The appellant consequently argued that he was not granted fair hearing at Ajero’s Court. Learned appellant’s counsel pointed out that Ajero’s Court the traditional Court is an inferior court whose decision cannot act as estoppel to bar the Appellant and his family from seeking further adjudication on their grievances before a competent court of law, as they have done in this case, particularly as the appellant has refused to that jurisdiction and expressed his disagreement with the decision.
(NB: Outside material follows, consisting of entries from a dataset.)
use anyhow::{bail, Context, Result};
use serde::{Deserialize, Serialize};
use std::fs;
use std::path::{Path, PathBuf};
use std::time::Duration;

use crate::batch::{clamped_secs, DelayRange, MAX_PAUSE};
use crate::retry::RetryPolicy;

/// Retry policy parameters (optional section in config.toml).
#[derive(Debug, Clone, Serialize, Deserialize)]
pub struct RetryConfig {
    /// Maximum number of attempts per fetch or lookup (including the first).
    pub max_attempts: u32,
    /// Base delay in seconds for exponential backoff (e.g. 1.0 = 1s).
    pub base_delay_secs: f64,
    /// Maximum backoff delay in seconds.
    pub max_delay_secs: u64,
}

impl Default for RetryConfig {
    fn default() -> Self {
        Self {
            max_attempts: 3,
            base_delay_secs: 1.0,
            max_delay_secs: 30,
        }
    }
}

impl RetryConfig {
    pub fn policy(&self) -> RetryPolicy {
        RetryPolicy {
            max_attempts: self.max_attempts.max(1),
            base_delay: clamped_secs(self.base_delay_secs),
            max_delay: Duration::from_secs(self.max_delay_secs),
            jitter: true,
        }
    }
}

/// Randomized pauses between entries and between sections, in seconds.
#[derive(Debug, Clone, Serialize, Deserialize)]
pub struct PacingConfig {
    /// Pause after an image within the same section.
    pub entry_delay_min_secs: f64,
    pub entry_delay_max_secs: f64,
    /// Pause after a video within the same section.
    #[serde(default = "default_video_delay_min")]
    pub video_delay_min_secs: f64,
    #[serde(default = "default_video_delay_max")]
    pub video_delay_max_secs: f64,
    pub section_delay_min_secs: f64,
    pub section_delay_max_secs: f64,
}

fn default_video_delay_min() -> f64 {
    2.0
}

fn default_video_delay_max() -> f64 {
    4.0
}

impl Default for PacingConfig {
    fn default() -> Self {
        Self {
            entry_delay_min_secs: 0.5,
            entry_delay_max_secs: 1.5,
            video_delay_min_secs: default_video_delay_min(),
            video_delay_max_secs: default_video_delay_max(),
            section_delay_min_secs: 1.0,
            section_delay_max_secs: 2.0,
        }
    }
}

impl PacingConfig {
    /// No pauses at all (tests, local mirrors).
    pub fn none() -> Self {
        Self {
            entry_delay_min_secs: 0.0,
            entry_delay_max_secs: 0.0,
            video_delay_min_secs: 0.0,
            video_delay_max_secs: 0.0,
            section_delay_min_secs: 0.0,
            section_delay_max_secs: 0.0,
        }
    }

    pub fn entry_delay(&self) -> DelayRange {
        DelayRange::from_secs(self.entry_delay_min_secs, self.entry_delay_max_secs)
    }

    pub fn video_delay(&self) -> DelayRange {
        DelayRange::from_secs(self.video_delay_min_secs, self.video_delay_max_secs)
    }

    pub fn section_delay(&self) -> DelayRange {
        DelayRange::from_secs(self.section_delay_min_secs, self.section_delay_max_secs)
    }

    fn delays(&self) -> [(&'static str, f64); 6] {
        [
            ("pacing.entry_delay_min_secs", self.entry_delay_min_secs),
            ("pacing.entry_delay_max_secs", self.entry_delay_max_secs),
            ("pacing.video_delay_min_secs", self.video_delay_min_secs),
            ("pacing.video_delay_max_secs", self.video_delay_max_secs),
            ("pacing.section_delay_min_secs", self.section_delay_min_secs),
            ("pacing.section_delay_max_secs", self.section_delay_max_secs),
        ]
    }
}

/// Per-call HTTP limits.
#[derive(Debug, Clone, Serialize, Deserialize)]
pub struct HttpConfig {
    pub connect_timeout_secs: u64,
    /// Whole-call timeout for metadata lookups (search API, HEAD).
    pub metadata_timeout_secs: u64,
    /// A media body transfer is aborted once throughput stays under 1 KiB/s this long.
    pub stall_timeout_secs: u64,
    /// Upper bound on the size of each chunk handed to the destination writer.
    pub chunk_size_bytes: usize,
    pub user_agent: String,
}

impl Default for HttpConfig {
    fn default() -> Self {
        Self {
            connect_timeout_secs: 30,
            metadata_timeout_secs: 30,
            stall_timeout_secs: 60,
            chunk_size_bytes: 16 * 1024,
            user_agent: format!("assetfetch/{}", env!("CARGO_PKG_VERSION")),
        }
    }
}

/// Placeholder canvas settings.
#[derive(Debug, Clone, Serialize, Deserialize)]
pub struct PlaceholderConfig {
    pub width: u32,
    pub height: u32,
    /// Fixed line drawn near the bottom of every image placeholder.
    pub watermark: String,
}

impl Default for PlaceholderConfig {
    fn default() -> Self {
        Self {
            width: 800,
            height: 600,
            watermark: "Placeholder asset".to_string(),
        }
    }
}

/// Pexels search API settings.
#[derive(Debug, Clone, Serialize, Deserialize)]
pub struct PexelsConfig {
    /// Environment variable holding the API key. The key itself is never stored in config.
    pub api_key_env: String,
    pub per_page: u32,
}

impl Default for PexelsConfig {
    fn default() -> Self {
        Self {
            api_key_env: "PEXELS_API_KEY".to_string(),
            per_page: 1,
        }
    }
}

/// Global configuration loaded from `~/.config/assetfetch/config.toml`.
#[derive(Debug, Clone, Serialize, Deserialize)]
pub struct AssetFetchConfig {
    /// Fraction of the expected size above which an on-disk file counts as fully fetched.
    #[serde(default = "default_tolerance")]
    pub completeness_tolerance: f64,
    /// Carry rows of an existing sidecar into the rewritten one instead of starting fresh.
    #[serde(default)]
    pub merge_metadata: bool,
    #[serde(default)]
    pub retry: Option<RetryConfig>,
    #[serde(default)]
    pub pacing: Option<PacingConfig>,
    #[serde(default)]
    pub http: Option<HttpConfig>,
    #[serde(default)]
    pub placeholder: Option<PlaceholderConfig>,
    #[serde(default)]
    pub pexels: Option<PexelsConfig>,
}

fn default_tolerance() -> f64 {
    0.95
}

impl Default for AssetFetchConfig {
    fn default() -> Self {
        Self {
            completeness_tolerance: default_tolerance(),
            merge_metadata: false,
            retry: None,
            pacing: None,
            http: None,
            placeholder: None,
            pexels: None,
        }
    }
}

impl AssetFetchConfig {
    pub fn retry_policy(&self) -> RetryPolicy {
        self.retry.clone().unwrap_or_default().policy()
    }

    pub fn pacing(&self) -> PacingConfig {
        self.pacing.clone().unwrap_or_default()
    }

    pub fn http(&self) -> HttpConfig {
        self.http.clone().unwrap_or_default()
    }

    pub fn placeholder(&self) -> PlaceholderConfig {
        self.placeholder.clone().unwrap_or_default()
    }

    pub fn pexels(&self) -> PexelsConfig {
        self.pexels.clone().unwrap_or_default()
    }

    /// Reject delays longer than [`MAX_PAUSE`]. Conversions clamp regardless,
    /// so a config that skips this check still cannot panic.
    pub fn validate(&self) -> Result<()> {
        let max = MAX_PAUSE.as_secs_f64();
        let retry = self.retry.clone().unwrap_or_default();
        let mut delays = vec![
            ("retry.base_delay_secs", retry.base_delay_secs),
            ("retry.max_delay_secs", retry.max_delay_secs as f64),
        ];
        delays.extend(self.pacing().delays());
        for (name, secs) in delays {
            if !secs.is_finite() || secs > max {
                bail!("{name} = {secs} is out of range (at most {max} seconds)");
            }
        }
        Ok(())
    }

    /// Tolerance clamped to (0, 1].
    pub fn tolerance(&self) -> f64 {
        if self.completeness_tolerance.is_finite() && self.completeness_tolerance > 0.0 {
            self.completeness_tolerance.min(1.0)
        } else {
            1.0
        }
    }
}

pub fn config_path() -> Result<PathBuf> {
    let xdg_dirs = xdg::BaseDirectories::with_prefix("assetfetch")?;
    Ok(xdg_dirs.place_config_file("config.toml")?)
}

/// Load configuration from disk, creating a default file if none exists.
pub fn load_or_init() -> Result<AssetFetchConfig> {
    let path = config_path()?;
    if !path.exists() {
        let default_cfg = AssetFetchConfig::default();
        let toml = toml::to_string_pretty(&default_cfg)?;
        if let Some(parent) = path.parent() {
            fs::create_dir_all(parent)?;
        }
        fs::write(&path, toml)?;
        tracing::info!("created default config at {}", path.display());
        return Ok(default_cfg);
    }
    load_from(&path)
}

/// Load the XDG config if one exists, otherwise defaults. Never writes.
pub fn load_or_default() -> Result<AssetFetchConfig> {
    let xdg_dirs = xdg::BaseDirectories::with_prefix("assetfetch")?;
    match xdg_dirs.find_config_file("config.toml") {
        Some(path) => load_from(&path),
        None => Ok(AssetFetchConfig::default()),
    }
}

/// Load configuration from an explicit file.
pub fn load_from(path: &Path) -> Result<AssetFetchConfig> {
    let data = fs::read_to_string(path)
        .with_context(|| format!("read config {}", path.display()))?;
    let cfg: AssetFetchConfig =
        toml::from_str(&data).with_context(|| format!("parse config {}", path.display()))?;
    cfg.validate()
        .with_context(|| format!("invalid config {}", path.display()))?;
    Ok(cfg)
}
Learned Counsel referred to Section 272 (2) of the 1999 Constitution (as amended) and argued that from the totality of the evidence placed before the trial Court it is clear that the Appellant did not subject himself to the Ajero Palace trial intervention, and cannot be bound by its judgment/opinion from instituting these proceedings in the exercising of the constitutional right to fair adjudication of his family’s grievances as guaranteed by Section 36 and 272 of the 1999 constitution of the Federal Republic of Nigeria (as amended).
Learned Counsel further submitted that the Appellant has not only proffered traditional evidence in this case, he has also proved acts of ownership and long possession that should entitle him and his family to the declaration of title.
Appellant’s Counsel further argued that the learned trial Judge’s failure to evaluate or properly evaluate every piece of evidence proffered in Court before arriving at a decision is fatal on the part of the Judge. Every judgment/decision must have a basis clearly stated and discernable on the face of the judgment. That the Court is an intervener.
The Court has a duty to set out any case otherwise the intervention will capricious. That in the instant case the Court intervened to set aside the claim and evidence of the Appellant without stating the grounds for doing so, and this is erroneous.
On the survey plan the learned appellant’s counsel drew this Court’s attention to the fact that it was pleaded and tendered. That it cannot therefore be said to have been made in contemplation of this action. The Respondent did not tender any survey plan. He did not attack the one tendered by the Appellant.
His Lordship did not consider it necessary to evaluate this very important document and piece of evidence. That this has resulted in miscarriage of justice. Appellant’s counsel contended therefore that the learned trial judge did not properly evaluate the evidence before the Court and has resulted in a miscarriage of justice. In aid learned counsel cited the case of Odofin v. Mogaji & Ors (1978) 3 SC 91.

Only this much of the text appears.